> WHAT THE EXERCISE ASKS
Scan the records for the string "TensorData", then copy each line that has it.

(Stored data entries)

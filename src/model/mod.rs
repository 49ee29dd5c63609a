//! Reference block-causal denoising network.

use burn_core as burn;

use burn::config::Config;
use burn::module::Module;
use burn::nn::{Linear, LinearConfig, RmsNorm, RmsNormConfig};
use burn::tensor::activation::silu;
use burn::tensor::{backend::Backend, Tensor, TensorData};

use crate::cache::CacheSnapshot;
use crate::conditioning::Conditioning;
use crate::denoise::CausalDenoiser;
use crate::error::{self, RollingSinkError};
use crate::loader::WeightMap;

mod layer;
pub mod params;

pub use layer::{ContextLayer, LayerKv};

use params::{export_linear, export_rms_norm, load_linear, load_rms_norm};

#[derive(Config, Debug)]
pub struct BlockCausalTransformerConfig {
    pub latent_channels: usize,
    /// Width of the conditioning embedding.
    pub text_dim: usize,
    #[config(default = 64)]
    pub d_model: usize,
    #[config(default = 4)]
    pub n_heads: usize,
    #[config(default = 2)]
    pub n_layers: usize,
    #[config(default = 4)]
    pub ffn_ratio: usize,
    /// Spatial patch edge; latent height and width must be multiples of it.
    #[config(default = 2)]
    pub patch_size: usize,
    #[config(default = 3)]
    pub frames_per_block: usize,
    #[config(default = 1000)]
    pub num_train_timesteps: usize,
    #[config(default = 1e-6)]
    pub norm_eps: f64,
}

/// Per-layer K/V of one clean block, as stored in the sink cache.
#[derive(Debug, Clone)]
pub struct BlockKv<B: Backend> {
    pub layers: Vec<LayerKv<B>>,
}

/// Flow-matching transformer over spatial patches of a latent block.
///
/// Tokens attend to every token of their own block and to the cached K/V of the
/// snapshot blocks, never to later blocks. Keys are cached without positions; the
/// frame position embedding is added in head space at attention time from the
/// rolled position of each entry.
#[derive(Module, Debug)]
pub struct BlockCausalTransformer<B: Backend> {
    proj_in: Linear<B>,
    time_embed: Linear<B>,
    text_proj: Linear<B>,
    layers: Vec<ContextLayer<B>>,
    norm_out: RmsNorm<B>,
    proj_out: Linear<B>,
    latent_channels: usize,
    text_dim: usize,
    d_model: usize,
    n_heads: usize,
    patch_size: usize,
    frames_per_block: usize,
    num_train_timesteps: usize,
}

impl BlockCausalTransformerConfig {
    pub fn init<B: Backend>(&self, device: &B::Device) -> error::Result<BlockCausalTransformer<B>> {
        if self.n_heads == 0 || self.d_model % self.n_heads != 0 {
            return Err(RollingSinkError::Configuration(format!(
                "d_model {} must be divisible by n_heads {}",
                self.d_model, self.n_heads
            )));
        }
        if self.patch_size == 0 || self.latent_channels == 0 || self.frames_per_block == 0 {
            return Err(RollingSinkError::Configuration(
                "patch_size, latent_channels and frames_per_block must be positive".into(),
            ));
        }
        let patch_dim = self.latent_channels * self.patch_size * self.patch_size;
        let linear = |d_in, d_out| LinearConfig::new(d_in, d_out).init(device);
        let layers = (0..self.n_layers)
            .map(|_| {
                ContextLayer::new(
                    self.d_model,
                    self.n_heads,
                    self.d_model * self.ffn_ratio,
                    self.norm_eps,
                    device,
                )
            })
            .collect();

        Ok(BlockCausalTransformer {
            proj_in: linear(patch_dim, self.d_model),
            time_embed: linear(self.d_model, self.d_model),
            text_proj: linear(self.text_dim, self.d_model),
            layers,
            norm_out: RmsNormConfig::new(self.d_model)
                .with_epsilon(self.norm_eps)
                .init(device),
            proj_out: linear(self.d_model, patch_dim),
            latent_channels: self.latent_channels,
            text_dim: self.text_dim,
            d_model: self.d_model,
            n_heads: self.n_heads,
            patch_size: self.patch_size,
            frames_per_block: self.frames_per_block,
            num_train_timesteps: self.num_train_timesteps,
        })
    }
}

impl<B: Backend> BlockCausalTransformer<B> {
    pub fn num_layers(&self) -> usize {
        self.layers.len()
    }

    fn d_k(&self) -> usize {
        self.d_model / self.n_heads
    }

    /// `[b, f, c, h, w]` to `[b, f * h/p * w/p, c * p * p]`.
    fn patchify(&self, latent: Tensor<B, 5>) -> Tensor<B, 3> {
        let [b, f, c, h, w] = latent.dims();
        let p = self.patch_size;
        let (hp, wp) = (h / p, w / p);
        latent
            .reshape([b * f, c, hp, p, wp, p])
            .permute([0, 2, 4, 1, 3, 5])
            .reshape([b, f * hp * wp, c * p * p])
    }

    fn unpatchify(&self, tokens: Tensor<B, 3>, shape: [usize; 5]) -> Tensor<B, 5> {
        let [b, f, c, h, w] = shape;
        let p = self.patch_size;
        let (hp, wp) = (h / p, w / p);
        tokens
            .reshape([b * f, hp, wp, c, p, p])
            .permute([0, 3, 1, 4, 2, 5])
            .reshape([b, f, c, h, w])
    }

    /// Frame position embedding of a block at rolled position `position`, broadcast to
    /// its tokens: `[1, 1, frames * tokens_per_frame, d_k]`.
    fn frame_positions(&self, position: usize, tokens_per_frame: usize, device: &B::Device) -> Tensor<B, 4> {
        let f = self.frames_per_block;
        let d_k = self.d_k();
        let positions: Vec<f32> = (0..f).map(|i| (position * f + i) as f32).collect();
        let table = Tensor::<B, 2>::from_data(TensorData::new(sinusoid(&positions, d_k), [f, d_k]), device);
        table
            .reshape([f, 1, d_k])
            .repeat_dim(1, tokens_per_frame)
            .reshape([1, 1, f * tokens_per_frame, d_k])
    }

    fn check_input(&self, latent: &Tensor<B, 5>, conditioning: &Conditioning<B>) -> error::Result<()> {
        let [_, f, c, h, w] = latent.dims();
        let p = self.patch_size;
        if f != self.frames_per_block || c != self.latent_channels || h % p != 0 || w % p != 0 {
            return Err(RollingSinkError::computation(
                "transformer input",
                format!(
                    "latent {:?} does not fit {} frames x {} channels with patch {p}",
                    latent.dims(),
                    self.frames_per_block,
                    self.latent_channels
                ),
            ));
        }
        if conditioning.dim() != self.text_dim {
            return Err(RollingSinkError::computation(
                "transformer input",
                format!("conditioning width {} != {}", conditioning.dim(), self.text_dim),
            ));
        }
        Ok(())
    }

    /// Runs the network on one block, returning the flow prediction and the block's K/V.
    pub fn forward_block(
        &self,
        latent: Tensor<B, 5>,
        conditioning: &Conditioning<B>,
        timestep: f32,
        context: &CacheSnapshot<'_, BlockKv<B>>,
        position: usize,
    ) -> error::Result<(Tensor<B, 5>, BlockKv<B>)> {
        self.check_input(&latent, conditioning)?;
        let shape = latent.dims();
        let [b, _, _, h, w] = shape;
        let device = latent.device();
        let tokens_per_frame = (h / self.patch_size) * (w / self.patch_size);

        let time = Tensor::<B, 2>::from_data(TensorData::new(sinusoid(&[timestep], self.d_model), [1, self.d_model]), &device);
        let time = silu(self.time_embed.forward(time)).reshape([1, 1, self.d_model]);
        let mut x = self.proj_in.forward(self.patchify(latent)) + time;

        let mut text = self.text_proj.forward(conditioning.embedding().clone());
        if b > 1 {
            text = text.repeat_dim(0, b);
        }

        let pos = self.frame_positions(position, tokens_per_frame, &device);
        let entry_pos: Vec<Tensor<B, 4>> = context
            .rolled_positions()
            .into_iter()
            .map(|r| self.frame_positions(r, tokens_per_frame, &device))
            .collect();

        let mut kv = Vec::with_capacity(self.layers.len());
        for (l, layer) in self.layers.iter().enumerate() {
            let mut past = Vec::with_capacity(context.len());
            for (entry, epos) in context.iter().zip(entry_pos.iter()) {
                let cached = entry.state().layers.get(l).ok_or_else(|| {
                    RollingSinkError::computation(
                        "transformer context",
                        format!("cached block {} has no layer {l}", entry.block_index()),
                    )
                })?;
                past.push((cached.k.clone() + epos.clone(), cached.v.clone()));
            }
            let (next, layer_kv) = layer.forward(x, text.clone(), pos.clone(), past);
            x = next;
            kv.push(layer_kv);
        }

        let out = self.proj_out.forward(self.norm_out.forward(x));
        Ok((self.unpatchify(out, shape), BlockKv { layers: kv }))
    }

    /// Loads every parameter from `weights`; names follow `export_weights`.
    pub fn load_weights(&mut self, weights: &WeightMap) -> error::Result<()> {
        load_linear(&mut self.proj_in, weights, "proj_in")?;
        load_linear(&mut self.time_embed, weights, "time_embed")?;
        load_linear(&mut self.text_proj, weights, "text_proj")?;
        for (i, layer) in self.layers.iter_mut().enumerate() {
            layer.load_weights(weights, &format!("layers.{i}"))?;
        }
        load_rms_norm(&mut self.norm_out, weights, "norm_out")?;
        load_linear(&mut self.proj_out, weights, "proj_out")
    }

    pub fn export_weights(&self) -> WeightMap {
        let mut out = WeightMap::new();
        export_linear(&self.proj_in, "proj_in", &mut out);
        export_linear(&self.time_embed, "time_embed", &mut out);
        export_linear(&self.text_proj, "text_proj", &mut out);
        for (i, layer) in self.layers.iter().enumerate() {
            layer.export_weights(&format!("layers.{i}"), &mut out);
        }
        export_rms_norm(&self.norm_out, "norm_out", &mut out);
        export_linear(&self.proj_out, "proj_out", &mut out);
        out
    }

    fn sigma(&self, timestep: f32) -> f32 {
        (timestep / self.num_train_timesteps as f32).clamp(0.0, 1.0)
    }
}

impl<B: Backend> CausalDenoiser<B> for BlockCausalTransformer<B> {
    type State = BlockKv<B>;

    /// `x0 = x_t - sigma * v` from the predicted flow `v`.
    fn predict(
        &self,
        noisy: Tensor<B, 5>,
        conditioning: &Conditioning<B>,
        timestep: f32,
        context: &CacheSnapshot<'_, Self::State>,
        position: usize,
    ) -> error::Result<Tensor<B, 5>> {
        let (flow, _) = self.forward_block(noisy.clone(), conditioning, timestep, context, position)?;
        Ok(noisy - flow.mul_scalar(self.sigma(timestep)))
    }

    fn encode_context(
        &self,
        clean: Tensor<B, 5>,
        conditioning: &Conditioning<B>,
        timestep: f32,
        context: &CacheSnapshot<'_, Self::State>,
        position: usize,
    ) -> error::Result<Self::State> {
        let (_, kv) = self.forward_block(clean, conditioning, timestep, context, position)?;
        Ok(kv)
    }
}

/// Sinusoidal embedding of each value: `[sin(v * w_i)..., cos(v * w_i)...]`, zero padded
/// when `dim` is odd.
fn sinusoid(values: &[f32], dim: usize) -> Vec<f32> {
    let half = dim / 2;
    let mut out = Vec::with_capacity(values.len() * dim);
    for &v in values {
        let freqs = (0..half).map(|i| (-(10_000f32.ln()) * i as f32 / half.max(1) as f32).exp());
        out.extend(freqs.clone().map(|w| (v * w).sin()));
        out.extend(freqs.map(|w| (v * w).cos()));
        if dim % 2 == 1 {
            out.push(0.0);
        }
    }
    out
}

#[cfg(test)]
mod tests {
    use super::sinusoid;

    #[test]
    fn sinusoid_starts_with_unit_frequency() {
        let emb = sinusoid(&[0.0, 1.0], 5);
        assert_eq!(emb.len(), 10);
        assert_eq!(&emb[..5], &[0.0, 0.0, 1.0, 1.0, 0.0]);
        assert!((emb[5] - 1f32.sin()).abs() < 1e-6);
    }
}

> ANSWER BOX
use burn::tensor::{backend::Backend, Tensor, TensorData};
        let table = Tensor::<B, 2>::from_data(TensorData::new(sinusoid(&positions, d_k), [f, d_k]), device);
        let time = Tensor::<B, 2>::from_data(TensorData::new(sinusoid(&[timestep], self.d_model), [1, self.d_model]), &device);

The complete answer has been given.